During this year of unprecedented suffering and loss, it has been made
starkly clear that our criminal justice system needs to change. More and
more people recognize that humane and restorative justice practices achieve
much more positive outcomes than the current punitive system that only
compounds harm. In light of a national reckoning about criminal justice, it
is past time for Gov. Andrew Cuomo to grant clemency to long-serving elders
in New York’s prisons who do not pose any threat to community safety and
who are at serious risk for contracting COVID-19.

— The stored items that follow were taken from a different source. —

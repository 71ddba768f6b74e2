mod node;
pub use node::{Dfs, LocalTree, Node, NodeKey, NodeRef};

mod order;
pub use order::SortBy;

mod render;

mod search;
pub use search::{FindNodes, Found};

pub mod snapshot;

pub mod table;

mod tree;
pub use tree::{Locator, Tree};

mod fuzz;

pub mod api {
    pub use comtree_api::*;
}
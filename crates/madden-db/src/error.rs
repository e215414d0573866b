//! Translation of driver errors into the catalog's error kinds.
//!
//! Constraint violations are recognised by SQLite extended result code so
//! that races lost at the storage level surface with the same kind as the
//! application-level checks in front of them.

use madden_core::Error;
use rusqlite::ffi;

/// Build a `map_err` adapter that wraps a driver error as [`Error::Storage`].
pub(crate) fn storage(context: impl Into<String>) -> impl FnOnce(rusqlite::Error) -> Error {
    let context = context.into();
    move |e| Error::storage(context, e)
}

/// Wrap an r2d2 checkout failure.
pub(crate) fn pool(e: r2d2::Error) -> Error {
    Error::storage("failed to get connection from pool", e)
}

fn extended_code(e: &rusqlite::Error) -> Option<i32> {
    match e {
        rusqlite::Error::SqliteFailure(err, _) if err.code == rusqlite::ErrorCode::ConstraintViolation => {
            Some(err.extended_code)
        }
        _ => None,
    }
}

/// UNIQUE or PRIMARY KEY constraint violation.
pub(crate) fn is_unique_violation(e: &rusqlite::Error) -> bool {
    matches!(
        extended_code(e),
        Some(ffi::SQLITE_CONSTRAINT_UNIQUE) | Some(ffi::SQLITE_CONSTRAINT_PRIMARYKEY)
    )
}

pub(crate) fn is_foreign_key_violation(e: &rusqlite::Error) -> bool {
    extended_code(e) == Some(ffi::SQLITE_CONSTRAINT_FOREIGNKEY)
}
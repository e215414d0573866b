//! Content item CRUD, association lifecycle, and windowed search.

use std::collections::HashMap;

use madden_core::{
    AssociationId, ContentItem, Error, ImageAssociation, ImageLink, ItemDraft, ItemId, ItemQuery,
    Result, SortField,
};
use rusqlite::{Connection, OptionalExtension, Transaction, TransactionBehavior};

use crate::error;
use crate::models::{now, AssociationRow, ItemRow};

const COLS: &str = "id, begin_time, end_time, summary, details, is_historical";

const ASSOC_COLS: &str = "ii.id, ii.item_id, ii.status, f.id, f.filename, f.thumbnail";

fn sort_column(field: SortField) -> &'static str {
    match field {
        SortField::BeginTime => "begin_time",
        SortField::EndTime => "end_time",
    }
}

fn duplicate_item(draft: &ItemDraft) -> Error {
    Error::conflict(format!(
        "content item with the same window, summary and details already exists ({} - {})",
        draft.begin_time.to_rfc3339(),
        draft.end_time.to_rfc3339()
    ))
}

/// Whether another item already holds the exact (begin, end, summary, details) tuple.
fn tuple_exists(conn: &Connection, draft: &ItemDraft, except: Option<ItemId>) -> Result<bool> {
    let except = except.map(|id| id.to_string());
    conn.query_row(
        "SELECT COUNT(*) > 0 FROM content_items
         WHERE begin_time = ?1 AND end_time = ?2 AND summary = ?3 AND details = ?4
           AND (?5 IS NULL OR id != ?5)",
        rusqlite::params![
            draft.begin_time.timestamp(),
            draft.end_time.timestamp(),
            draft.summary,
            draft.details,
            except,
        ],
        |row| row.get(0),
    )
    .map_err(error::storage("failed to check for duplicate content item"))
}

fn map_write_error<'a>(
    draft: &'a ItemDraft,
    context: &'static str,
) -> impl FnOnce(rusqlite::Error) -> Error + 'a {
    move |e| {
        if error::is_unique_violation(&e) {
            tracing::warn!(summary = %draft.summary, "Lost content item uniqueness race");
            duplicate_item(draft)
        } else {
            Error::storage(context, e)
        }
    }
}

fn insert_links(conn: &Connection, item_id: ItemId, links: &[ImageLink]) -> Result<()> {
    let ts = now();
    for link in links {
        conn.execute(
            "INSERT INTO item_images (id, item_id, image_file_id, status, created_at)
             VALUES (?1, ?2, ?3, ?4, ?5)",
            rusqlite::params![
                AssociationId::new().to_string(),
                item_id.to_string(),
                link.image_file_id.to_string(),
                link.status.as_str(),
                ts,
            ],
        )
        .map_err(|e| {
            if error::is_foreign_key_violation(&e) {
                tracing::warn!(%item_id, image_file_id = %link.image_file_id, "Rejected unknown image reference");
                Error::invalid_reference(format!(
                    "image file {} does not exist",
                    link.image_file_id
                ))
            } else {
                Error::storage("failed to insert image association", e)
            }
        })?;
    }
    Ok(())
}

fn delete_links(conn: &Connection, item_id: ItemId) -> Result<usize> {
    conn.execute(
        "DELETE FROM item_images WHERE item_id = ?1",
        [item_id.to_string()],
    )
    .map_err(error::storage("failed to delete image associations"))
}

/// Load the associations of every row in one query and assemble items,
/// preserving the order of `rows`.
fn attach_images(conn: &Connection, rows: Vec<ItemRow>) -> Result<Vec<ContentItem>> {
    if rows.is_empty() {
        return Ok(Vec::new());
    }

    let placeholders = vec!["?"; rows.len()].join(", ");
    let q = format!(
        "SELECT {ASSOC_COLS} FROM item_images ii
         JOIN image_files f ON f.id = ii.image_file_id
         WHERE ii.item_id IN ({placeholders})
         ORDER BY ii.rowid ASC"
    );
    let ids: Vec<String> = rows.iter().map(|r| r.id.to_string()).collect();

    let mut stmt = conn
        .prepare(&q)
        .map_err(error::storage("failed to prepare association query"))?;
    let associations = stmt
        .query_map(rusqlite::params_from_iter(ids.iter()), AssociationRow::from_row)
        .map_err(error::storage("failed to load image associations"))?
        .collect::<std::result::Result<Vec<_>, _>>()
        .map_err(error::storage("failed to load image associations"))?;

    let mut by_item: HashMap<ItemId, Vec<ImageAssociation>> = HashMap::new();
    for row in associations {
        by_item.entry(row.item_id).or_default().push(row.association);
    }

    Ok(rows
        .into_iter()
        .map(|row| {
            let images = by_item.remove(&row.id).unwrap_or_default();
            row.into_item(images)
        })
        .collect())
}

/// Create a content item together with its image associations.
///
/// Fails with [`Error::Conflict`] when the exact tuple already exists and
/// with [`Error::InvalidReference`] when a link names an unknown image file.
/// Either failure leaves nothing behind.
pub fn create_item(conn: &Connection, draft: &ItemDraft) -> Result<ContentItem> {
    let tx = Transaction::new_unchecked(conn, TransactionBehavior::Immediate)
        .map_err(error::storage("failed to begin transaction"))?;

    if tuple_exists(&tx, draft, None)? {
        tracing::warn!(summary = %draft.summary, "Rejected duplicate content item");
        return Err(duplicate_item(draft));
    }

    let id = ItemId::new();
    let ts = now();
    tx.execute(
        "INSERT INTO content_items
             (id, begin_time, end_time, summary, details, is_historical, created_at, updated_at)
         VALUES (?1, ?2, ?3, ?4, ?5, ?6, ?7, ?7)",
        rusqlite::params![
            id.to_string(),
            draft.begin_time.timestamp(),
            draft.end_time.timestamp(),
            draft.summary,
            draft.details,
            draft.is_historical,
            ts,
        ],
    )
    .map_err(map_write_error(draft, "failed to insert content item"))?;

    insert_links(&tx, id, &draft.images)?;

    tx.commit()
        .map_err(error::storage("failed to commit content item"))?;

    tracing::debug!(%id, images = draft.images.len(), "Created content item");
    get_item(conn, id)?.ok_or_else(|| Error::not_found("content item", id))
}

/// Get a content item by ID with its associations and their image files.
pub fn get_item(conn: &Connection, id: ItemId) -> Result<Option<ContentItem>> {
    let row = conn
        .query_row(
            &format!("SELECT {COLS} FROM content_items WHERE id = ?1"),
            [id.to_string()],
            ItemRow::from_row,
        )
        .optional()
        .map_err(error::storage("failed to get content item"))?;

    match row {
        Some(row) => Ok(attach_images(conn, vec![row])?.pop()),
        None => Ok(None),
    }
}

/// Overwrite every field of an existing item and replace its associations.
///
/// Prior associations are deleted unconditionally and the draft's links are
/// inserted in their place, all in one transaction: if any link is invalid
/// the item keeps its previous state.
pub fn update_item(conn: &Connection, id: ItemId, draft: &ItemDraft) -> Result<ContentItem> {
    let tx = Transaction::new_unchecked(conn, TransactionBehavior::Immediate)
        .map_err(error::storage("failed to begin transaction"))?;

    let exists: bool = tx
        .query_row(
            "SELECT COUNT(*) > 0 FROM content_items WHERE id = ?1",
            [id.to_string()],
            |row| row.get(0),
        )
        .map_err(error::storage("failed to look up content item"))?;
    if !exists {
        return Err(Error::not_found("content item", id));
    }

    if tuple_exists(&tx, draft, Some(id))? {
        tracing::warn!(%id, summary = %draft.summary, "Rejected update onto duplicate content item");
        return Err(duplicate_item(draft));
    }

    let removed = delete_links(&tx, id)?;

    tx.execute(
        "UPDATE content_items
         SET begin_time = ?2, end_time = ?3, summary = ?4, details = ?5,
             is_historical = ?6, updated_at = ?7
         WHERE id = ?1",
        rusqlite::params![
            id.to_string(),
            draft.begin_time.timestamp(),
            draft.end_time.timestamp(),
            draft.summary,
            draft.details,
            draft.is_historical,
            now(),
        ],
    )
    .map_err(map_write_error(draft, "failed to update content item"))?;

    insert_links(&tx, id, &draft.images)?;

    tx.commit()
        .map_err(error::storage("failed to commit content item update"))?;

    tracing::debug!(%id, removed, added = draft.images.len(), "Updated content item");
    get_item(conn, id)?.ok_or_else(|| Error::not_found("content item", id))
}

One of those elders is my longtime friend, David Gilbert.

I first met David Gilbert in the early 1990s, when he was incarcerated in
Great Meadow prison in Comstock and I was publisher of *Kitchen Table:
Women of Color* press in Albany, about an hour and a half away. We were
introduced by a mutual friend and we started a correspondence. A couple of
years after meeting via letters, I visited David for the first time and
have visited him every year since the mid-1990s.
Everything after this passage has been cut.